PROBLEM REQUIREMENTS ▸
Show all lines from the records below in which the string "ReplayRecorder" is present.
*** MATERIALS PROVIDED Section Begins ***
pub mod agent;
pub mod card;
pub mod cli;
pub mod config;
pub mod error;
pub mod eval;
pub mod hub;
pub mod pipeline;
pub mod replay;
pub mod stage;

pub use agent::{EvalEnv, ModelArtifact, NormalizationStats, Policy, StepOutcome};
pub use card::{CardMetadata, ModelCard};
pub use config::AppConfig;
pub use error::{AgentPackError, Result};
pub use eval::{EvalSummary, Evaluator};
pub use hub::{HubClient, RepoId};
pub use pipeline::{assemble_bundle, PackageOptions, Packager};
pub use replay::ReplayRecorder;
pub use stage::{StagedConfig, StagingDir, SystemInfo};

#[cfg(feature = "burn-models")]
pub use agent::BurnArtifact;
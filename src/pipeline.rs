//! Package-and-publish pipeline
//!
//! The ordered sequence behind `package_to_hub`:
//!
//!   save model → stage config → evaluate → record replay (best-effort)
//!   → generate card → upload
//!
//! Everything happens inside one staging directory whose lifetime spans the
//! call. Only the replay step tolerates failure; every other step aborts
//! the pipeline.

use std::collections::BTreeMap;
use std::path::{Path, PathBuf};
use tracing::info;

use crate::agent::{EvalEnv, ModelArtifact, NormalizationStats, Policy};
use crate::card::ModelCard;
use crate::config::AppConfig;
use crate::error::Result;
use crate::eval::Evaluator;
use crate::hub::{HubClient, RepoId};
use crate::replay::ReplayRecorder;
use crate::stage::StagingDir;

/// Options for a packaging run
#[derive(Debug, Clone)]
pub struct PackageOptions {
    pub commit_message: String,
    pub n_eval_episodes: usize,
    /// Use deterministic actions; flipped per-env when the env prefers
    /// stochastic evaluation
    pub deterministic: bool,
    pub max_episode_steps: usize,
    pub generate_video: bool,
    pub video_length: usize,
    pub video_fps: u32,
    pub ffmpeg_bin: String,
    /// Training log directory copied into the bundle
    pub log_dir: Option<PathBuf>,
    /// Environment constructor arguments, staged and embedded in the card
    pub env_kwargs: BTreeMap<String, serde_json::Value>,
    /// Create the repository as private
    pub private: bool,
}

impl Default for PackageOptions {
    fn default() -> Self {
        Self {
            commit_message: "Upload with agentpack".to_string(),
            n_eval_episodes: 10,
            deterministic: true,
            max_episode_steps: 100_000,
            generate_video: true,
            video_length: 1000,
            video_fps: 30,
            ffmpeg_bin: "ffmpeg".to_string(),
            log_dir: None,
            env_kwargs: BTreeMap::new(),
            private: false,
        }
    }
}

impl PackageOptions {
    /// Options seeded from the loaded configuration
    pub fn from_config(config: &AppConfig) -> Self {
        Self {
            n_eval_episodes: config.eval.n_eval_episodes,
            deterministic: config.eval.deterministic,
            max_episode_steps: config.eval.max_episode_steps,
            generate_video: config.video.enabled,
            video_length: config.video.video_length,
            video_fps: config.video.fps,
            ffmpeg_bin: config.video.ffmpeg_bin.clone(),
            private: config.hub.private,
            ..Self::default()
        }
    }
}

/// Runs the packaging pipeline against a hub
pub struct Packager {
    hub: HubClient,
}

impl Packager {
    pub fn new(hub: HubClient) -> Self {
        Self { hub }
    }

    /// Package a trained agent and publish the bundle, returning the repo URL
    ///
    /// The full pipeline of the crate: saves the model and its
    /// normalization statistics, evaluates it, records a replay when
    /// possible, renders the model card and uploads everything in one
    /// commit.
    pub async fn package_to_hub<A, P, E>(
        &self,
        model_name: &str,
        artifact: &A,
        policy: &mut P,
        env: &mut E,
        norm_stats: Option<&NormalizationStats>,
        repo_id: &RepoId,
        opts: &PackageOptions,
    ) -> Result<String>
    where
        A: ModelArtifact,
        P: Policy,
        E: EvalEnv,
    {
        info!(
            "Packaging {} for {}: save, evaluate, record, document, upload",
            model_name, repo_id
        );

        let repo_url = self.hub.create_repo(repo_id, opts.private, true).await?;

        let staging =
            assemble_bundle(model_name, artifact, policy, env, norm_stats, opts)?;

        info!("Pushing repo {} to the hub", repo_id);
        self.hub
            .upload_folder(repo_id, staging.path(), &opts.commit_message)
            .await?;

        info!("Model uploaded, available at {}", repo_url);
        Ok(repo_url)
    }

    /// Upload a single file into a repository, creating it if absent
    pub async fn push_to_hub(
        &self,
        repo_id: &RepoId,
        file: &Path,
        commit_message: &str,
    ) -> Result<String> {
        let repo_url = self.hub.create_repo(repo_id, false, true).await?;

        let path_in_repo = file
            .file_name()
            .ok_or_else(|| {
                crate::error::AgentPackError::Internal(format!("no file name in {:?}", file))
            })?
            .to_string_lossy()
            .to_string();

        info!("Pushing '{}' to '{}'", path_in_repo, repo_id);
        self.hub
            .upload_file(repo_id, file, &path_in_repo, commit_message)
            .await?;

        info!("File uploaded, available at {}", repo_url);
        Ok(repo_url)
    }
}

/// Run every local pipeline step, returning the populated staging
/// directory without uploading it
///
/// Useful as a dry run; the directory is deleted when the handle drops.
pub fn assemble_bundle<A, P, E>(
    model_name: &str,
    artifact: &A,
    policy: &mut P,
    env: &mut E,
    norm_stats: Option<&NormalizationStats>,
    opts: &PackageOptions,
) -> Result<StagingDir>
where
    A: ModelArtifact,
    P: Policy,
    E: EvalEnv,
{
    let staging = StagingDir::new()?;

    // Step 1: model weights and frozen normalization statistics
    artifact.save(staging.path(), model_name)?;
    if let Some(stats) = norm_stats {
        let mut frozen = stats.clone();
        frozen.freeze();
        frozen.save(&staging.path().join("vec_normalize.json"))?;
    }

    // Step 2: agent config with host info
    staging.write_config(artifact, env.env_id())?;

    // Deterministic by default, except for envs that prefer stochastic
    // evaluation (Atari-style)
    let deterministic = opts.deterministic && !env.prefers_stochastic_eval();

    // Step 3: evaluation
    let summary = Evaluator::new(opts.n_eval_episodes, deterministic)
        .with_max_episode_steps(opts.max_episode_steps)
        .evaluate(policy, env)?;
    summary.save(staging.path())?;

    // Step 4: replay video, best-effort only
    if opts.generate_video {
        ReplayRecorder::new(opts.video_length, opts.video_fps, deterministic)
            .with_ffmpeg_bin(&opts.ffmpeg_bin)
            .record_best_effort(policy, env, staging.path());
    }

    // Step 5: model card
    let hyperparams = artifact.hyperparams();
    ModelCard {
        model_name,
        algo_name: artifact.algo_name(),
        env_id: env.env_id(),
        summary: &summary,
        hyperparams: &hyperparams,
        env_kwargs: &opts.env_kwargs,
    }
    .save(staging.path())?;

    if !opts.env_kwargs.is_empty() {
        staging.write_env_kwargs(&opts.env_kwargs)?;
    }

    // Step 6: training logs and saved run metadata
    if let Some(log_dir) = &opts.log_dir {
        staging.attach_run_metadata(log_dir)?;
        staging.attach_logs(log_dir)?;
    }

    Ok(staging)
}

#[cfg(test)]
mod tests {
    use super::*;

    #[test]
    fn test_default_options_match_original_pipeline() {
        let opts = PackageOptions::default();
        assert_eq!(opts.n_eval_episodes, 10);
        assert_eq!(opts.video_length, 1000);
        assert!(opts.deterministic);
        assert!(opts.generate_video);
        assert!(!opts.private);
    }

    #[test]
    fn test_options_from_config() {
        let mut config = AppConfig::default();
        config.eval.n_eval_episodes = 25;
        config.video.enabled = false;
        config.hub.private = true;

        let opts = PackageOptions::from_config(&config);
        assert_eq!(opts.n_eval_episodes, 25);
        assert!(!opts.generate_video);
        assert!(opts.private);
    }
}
*** MATERIALS PROVIDED Section Ends ***
SOLUTION ▸
pub use replay::ReplayRecorder;
use crate::replay::ReplayRecorder;
        ReplayRecorder::new(opts.video_length, opts.video_fps, deterministic)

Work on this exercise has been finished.